• **Raw data**
************
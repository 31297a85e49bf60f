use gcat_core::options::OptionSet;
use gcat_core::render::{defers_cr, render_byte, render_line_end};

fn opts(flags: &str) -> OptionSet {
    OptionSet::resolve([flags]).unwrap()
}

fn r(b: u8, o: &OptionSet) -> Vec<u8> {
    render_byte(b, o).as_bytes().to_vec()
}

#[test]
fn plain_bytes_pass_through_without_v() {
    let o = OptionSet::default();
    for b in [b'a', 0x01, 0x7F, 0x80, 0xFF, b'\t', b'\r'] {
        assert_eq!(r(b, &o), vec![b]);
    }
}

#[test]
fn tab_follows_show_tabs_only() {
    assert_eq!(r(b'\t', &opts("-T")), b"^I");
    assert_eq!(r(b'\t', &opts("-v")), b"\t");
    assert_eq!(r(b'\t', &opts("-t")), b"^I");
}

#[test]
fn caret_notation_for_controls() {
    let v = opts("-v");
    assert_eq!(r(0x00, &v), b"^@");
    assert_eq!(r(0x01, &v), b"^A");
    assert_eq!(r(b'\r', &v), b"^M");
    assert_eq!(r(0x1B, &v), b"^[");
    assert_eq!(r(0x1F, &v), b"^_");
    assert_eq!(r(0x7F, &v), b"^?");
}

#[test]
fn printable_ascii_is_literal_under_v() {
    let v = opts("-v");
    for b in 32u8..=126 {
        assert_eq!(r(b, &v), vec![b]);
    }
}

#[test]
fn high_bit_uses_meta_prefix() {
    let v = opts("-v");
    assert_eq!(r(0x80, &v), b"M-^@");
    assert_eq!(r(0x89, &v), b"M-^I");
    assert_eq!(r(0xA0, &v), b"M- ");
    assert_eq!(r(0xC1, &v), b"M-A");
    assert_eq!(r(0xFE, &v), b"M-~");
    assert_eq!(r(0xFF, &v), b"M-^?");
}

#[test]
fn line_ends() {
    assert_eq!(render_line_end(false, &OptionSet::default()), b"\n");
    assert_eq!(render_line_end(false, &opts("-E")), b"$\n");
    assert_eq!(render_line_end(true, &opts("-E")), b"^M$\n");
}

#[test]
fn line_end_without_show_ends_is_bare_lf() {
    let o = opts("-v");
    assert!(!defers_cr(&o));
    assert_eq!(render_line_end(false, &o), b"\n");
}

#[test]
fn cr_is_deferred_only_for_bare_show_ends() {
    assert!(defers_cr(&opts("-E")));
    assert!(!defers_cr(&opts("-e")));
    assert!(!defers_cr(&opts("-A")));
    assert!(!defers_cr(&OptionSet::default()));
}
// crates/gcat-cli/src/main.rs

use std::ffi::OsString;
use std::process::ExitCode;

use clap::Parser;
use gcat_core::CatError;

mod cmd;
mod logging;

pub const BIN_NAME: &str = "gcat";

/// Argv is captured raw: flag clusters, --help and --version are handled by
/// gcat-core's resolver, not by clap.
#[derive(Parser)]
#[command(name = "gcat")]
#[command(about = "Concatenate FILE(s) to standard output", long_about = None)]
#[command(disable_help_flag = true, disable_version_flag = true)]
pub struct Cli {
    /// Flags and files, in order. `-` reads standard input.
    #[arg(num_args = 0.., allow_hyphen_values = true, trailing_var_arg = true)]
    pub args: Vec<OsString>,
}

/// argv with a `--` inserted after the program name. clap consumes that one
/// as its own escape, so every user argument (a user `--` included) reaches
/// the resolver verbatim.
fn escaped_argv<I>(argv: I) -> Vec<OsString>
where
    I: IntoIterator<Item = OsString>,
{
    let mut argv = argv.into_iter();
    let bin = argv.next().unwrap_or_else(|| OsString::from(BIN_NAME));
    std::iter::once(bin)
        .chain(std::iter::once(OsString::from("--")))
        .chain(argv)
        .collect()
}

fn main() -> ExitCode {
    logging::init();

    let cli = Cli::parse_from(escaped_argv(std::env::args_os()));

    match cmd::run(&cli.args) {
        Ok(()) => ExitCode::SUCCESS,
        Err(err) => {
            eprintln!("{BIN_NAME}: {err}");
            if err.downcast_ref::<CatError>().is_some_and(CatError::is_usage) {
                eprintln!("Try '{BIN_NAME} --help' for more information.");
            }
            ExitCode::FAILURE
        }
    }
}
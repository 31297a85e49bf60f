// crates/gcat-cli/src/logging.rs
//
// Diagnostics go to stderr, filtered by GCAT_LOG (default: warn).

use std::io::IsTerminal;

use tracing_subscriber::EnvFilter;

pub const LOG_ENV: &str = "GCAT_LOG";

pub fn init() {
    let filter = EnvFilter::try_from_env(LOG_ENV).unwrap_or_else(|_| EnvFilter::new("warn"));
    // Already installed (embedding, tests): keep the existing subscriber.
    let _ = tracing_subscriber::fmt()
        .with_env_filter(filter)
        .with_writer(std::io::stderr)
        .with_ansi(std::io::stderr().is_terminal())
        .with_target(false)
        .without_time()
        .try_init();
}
************
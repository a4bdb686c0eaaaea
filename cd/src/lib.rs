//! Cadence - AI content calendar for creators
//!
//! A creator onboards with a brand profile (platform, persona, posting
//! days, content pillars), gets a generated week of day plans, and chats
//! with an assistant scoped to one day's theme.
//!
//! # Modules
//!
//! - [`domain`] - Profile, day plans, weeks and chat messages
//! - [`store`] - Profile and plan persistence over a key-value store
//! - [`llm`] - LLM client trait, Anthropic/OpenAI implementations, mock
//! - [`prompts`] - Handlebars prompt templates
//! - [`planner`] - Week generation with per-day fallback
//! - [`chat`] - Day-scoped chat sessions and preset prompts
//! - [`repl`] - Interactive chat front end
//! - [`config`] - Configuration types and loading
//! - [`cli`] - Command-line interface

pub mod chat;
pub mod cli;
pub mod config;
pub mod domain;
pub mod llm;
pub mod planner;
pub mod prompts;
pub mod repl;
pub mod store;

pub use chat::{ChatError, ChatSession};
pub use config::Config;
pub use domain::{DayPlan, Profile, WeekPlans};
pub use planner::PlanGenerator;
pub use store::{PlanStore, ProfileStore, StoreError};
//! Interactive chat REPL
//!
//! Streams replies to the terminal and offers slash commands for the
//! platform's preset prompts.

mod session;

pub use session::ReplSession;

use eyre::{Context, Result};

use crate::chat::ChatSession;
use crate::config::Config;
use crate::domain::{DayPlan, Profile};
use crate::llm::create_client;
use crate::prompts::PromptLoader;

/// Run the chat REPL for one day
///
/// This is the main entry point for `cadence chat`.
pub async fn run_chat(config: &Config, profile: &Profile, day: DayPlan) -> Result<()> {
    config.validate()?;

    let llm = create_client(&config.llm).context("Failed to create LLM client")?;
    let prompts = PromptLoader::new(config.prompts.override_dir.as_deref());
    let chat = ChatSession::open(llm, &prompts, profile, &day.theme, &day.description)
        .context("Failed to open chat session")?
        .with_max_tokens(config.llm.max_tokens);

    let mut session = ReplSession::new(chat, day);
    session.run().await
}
************
• **Directions for this task**
I'd like every line with the string "resolver" copied from the listing.

• **Answer to this task**
/// gcat-core's resolver, not by clap.
/// the resolver verbatim.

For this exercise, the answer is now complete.